Author: Qu Kai, senior DBA of Tongcheng Yilong

background

With the rapid development of the Internet, the business volume may explode in a short period of time, and the corresponding data volume may rapidly increase from hundreds of GB to hundreds of TB. The service provided by the traditional stand-alone database is no longer applicable in terms of system scalability and cost performance. In order to cope with the performance problem of business service access under the large amount of data, the commonly used split database and table schemes of MySQL database will become more and more complicated with the increase of MySQL Sharding (Sharding), and the logic of business access to database will become more and more complicated. In addition, for some tables with multi-dimensional query requirements, additional storage or performance needs to be introduced to meet the query requirements, which will make the business logic more and more heavy, which is not conducive to rapid product iteration.

TiDB architecture

TiDB, as PingCAP’s open source distributed database product, has strong consistency of multiple copies and can be flexibly scaled up and down according to business requirements, and has no awareness of upper-layer business during expansion and contraction. TiDB consists of three core components: TiDB/TiKV/PD.

TiDB Server: The parser and optimizer primarily responsible for SQL, which acts as the computing execution layer, as well as client access and interaction.

TiKV Server: it is a set of distributed key-value storage engine, which undertakes the storage layer of the whole database. The horizontal expansion of data and the high availability of multiple copies are realized in this layer.

PD Server: equivalent to the brain of distributed database. On the one hand, PD is responsible for collecting and maintaining the distribution of data in each TiKV node; on the other hand, PD plays the role of scheduler and adopts appropriate scheduling strategies according to data distribution and the load of each storage node to maintain the balance and stability of the whole system.

With the three components above, each role is a multi-node cluster, so the final architecture of TiDB looks like this.

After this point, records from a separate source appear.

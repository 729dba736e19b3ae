use crate::ecs::components::EntityKind;
use crate::ecs::world::World;
use crate::engine::config;

/// Compute air density at a given altitude using exponential falloff.
/// density = sea_level_density * exp(-altitude / scale_height)
fn air_density(altitude: f32) -> f32 {
    let h = (altitude - config::GROUND_Y).max(0.0);
    config::AIR_DENSITY_SEA_LEVEL * (-h / config::ATMOSPHERE_SCALE_HEIGHT).exp()
}

/// Apply altitude-dependent atmospheric drag to ballistic entities.
/// Drag force: F = 0.5 * rho * v^2 * Cd * A
/// Drag acceleration: a = F / m = 0.5 * rho * v^2 * Cd * A / m
pub fn run(world: &mut World) {
    for idx in world.alive_entities() {
        let dominated_by_drag = match &world.markers[idx] {
            Some(m) => matches!(m.kind, EntityKind::Missile | EntityKind::Interceptor),
            None => false,
        };

        if !dominated_by_drag {
            continue;
        }

        let (cd, mass, cross_section) = match world.ballistics[idx] {
            Some(b) => (b.drag_coefficient, b.mass, b.cross_section),
            None => continue,
        };

        let altitude = match world.transforms[idx] {
            Some(t) => t.y,
            None => continue,
        };

        if let Some(ref mut vel) = world.velocities[idx] {
            let speed_sq = vel.vx * vel.vx + vel.vy * vel.vy;
            let speed = speed_sq.sqrt();
            if speed < 1e-6 {
                continue;
            }

            let rho = air_density(altitude);
            let drag_accel = 0.5 * rho * speed_sq * cd * cross_section / mass;
            let drag_factor = (drag_accel * config::DT / speed).min(0.99);

            vel.vx -= vel.vx * drag_factor;
            vel.vy -= vel.vy * drag_factor;
        }
    }
}

#[cfg(test)]
mod tests {
    use super::*;

    #[test]
    fn density_decreases_with_altitude() {
        let d_low = air_density(config::GROUND_Y + 10.0);
        let d_high = air_density(config::GROUND_Y + 500.0);
        assert!(d_low > d_high);
    }

    #[test]
    fn density_at_ground_is_sea_level() {
        let d = air_density(config::GROUND_Y);
        assert!((d - config::AIR_DENSITY_SEA_LEVEL).abs() < 0.01);
    }
}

Therefore, the complexity of distributed system itself leads to high cost of manual deployment, operation and maintenance, and error prone. Traditional automatic deployment o&M tools, such as Puppet, Chef, SaltStack, and Ansible, cannot automatically failover nodes when faults occur due to lack of status management, requiring manual intervention by O&M personnel. Some need to write a lot of DSL or even mixed with Shell scripts, poor portability, high maintenance costs.

For TiDB, a complex distributed database, we consider container management of TiDB to achieve the following objectives:

First, shield the underlying physical resources

2. Improve resource utilization (CPU and memory)

Iii. Improve operation and maintenance efficiency

Fourth, fine management

Therefore, based on the above requirements, we developed Raytheon system to manage and maintain TiDB in a unified manner. Its overall architecture is as follows:

You can see from the architecture diagram that this solution is TiDB’s private cloud architecture. The bottom layer is the container cloud, the middle layer is the development of container orchestration tools, the top layer for TiDB characteristics and practical problems encountered in the use of targeted development so as to achieve the unified management of TiDB cluster instances. The following describes the functions of each module one by one.

Vessel schedule

The current mainstream container scheduling system Kuberbetes used to be our preferred solution for container scheduling. However, TiDB as a database service needs to store the database to the Local disk, and Kuberbetes does not support Local Storage (currently the new version has started to support). According to the characteristics and business requirements of TiDB, we decided to implement a set of container choreography system by ourselves to solve the following problems:

  • Supports LocalStorage to solve data storage problems
  • Based on CPUSet-cpus, CPU resources are randomly allocated evenly
  • Customization, support label, implement specific services to run on a specific host; Host resource restrictions
  • Proactive discovery and notification of containers to connect previously unmanaged hosts to unified management
  • Lifecycle management of containers
  • Container exception repair and notification

Thor adopts modular design, which is divided into control module and agent module. Its overall architecture is as follows:

Description:

  • The control module includes Allocator, Label, Discover, Manage and Customize. Allocator allocates host resources. Label is mainly used for Label customization. Customize is responsible for customization requirements. Discover is mainly responsible for container discovery and anomaly detection; Manage is responsible for overall scheduling and distribution.
  • The agent module is mainly responsible for checking resources and collecting information, and receiving commands from the control end.

Cluster management

Cluster management is one of the core modules of the whole system, including TiDB cluster daily maintenance operations, TiDB initialization, smooth upgrade, elastic capacity management, monitoring integration, cluster maintenance, node maintenance and other functions. PingCAP offers an ansible-based automated deployment solution, but it still requires a lot of filling out and checking machine Settings to complete the deployment. Through this system, you only need to submit the requirements according to the format to complete the deployment of the whole cluster, and the deployment time is reduced from the previous 2 hours to about 2 minutes.

Database management

Database management is a very core part of daily operation and maintenance. This module completes statistical information update, overload protection, slow query analysis and SQL early warning through tasks.

1. Update statistics

TiDB will automatically update statistics, but need to change in the fixed percentage, library, the merger of TiDB as subdivision of library data volume up to billions, if rely on its own statistical information maintenance, there will be triggered by statistical information is not accurate slow queries, so with this situation, design and development of statistical information automatically update, in addition to the regular setting, You can also set exceptions to prevent services from being affected when statistics are updated.

2. Overload protection

Based on the analysis of SQL execution time and memory usage, you can customize different overload protection policies for different clusters or use a unified overload protection policy. When the policy is triggered, relevant information will be notified to relevant personnel through wechat.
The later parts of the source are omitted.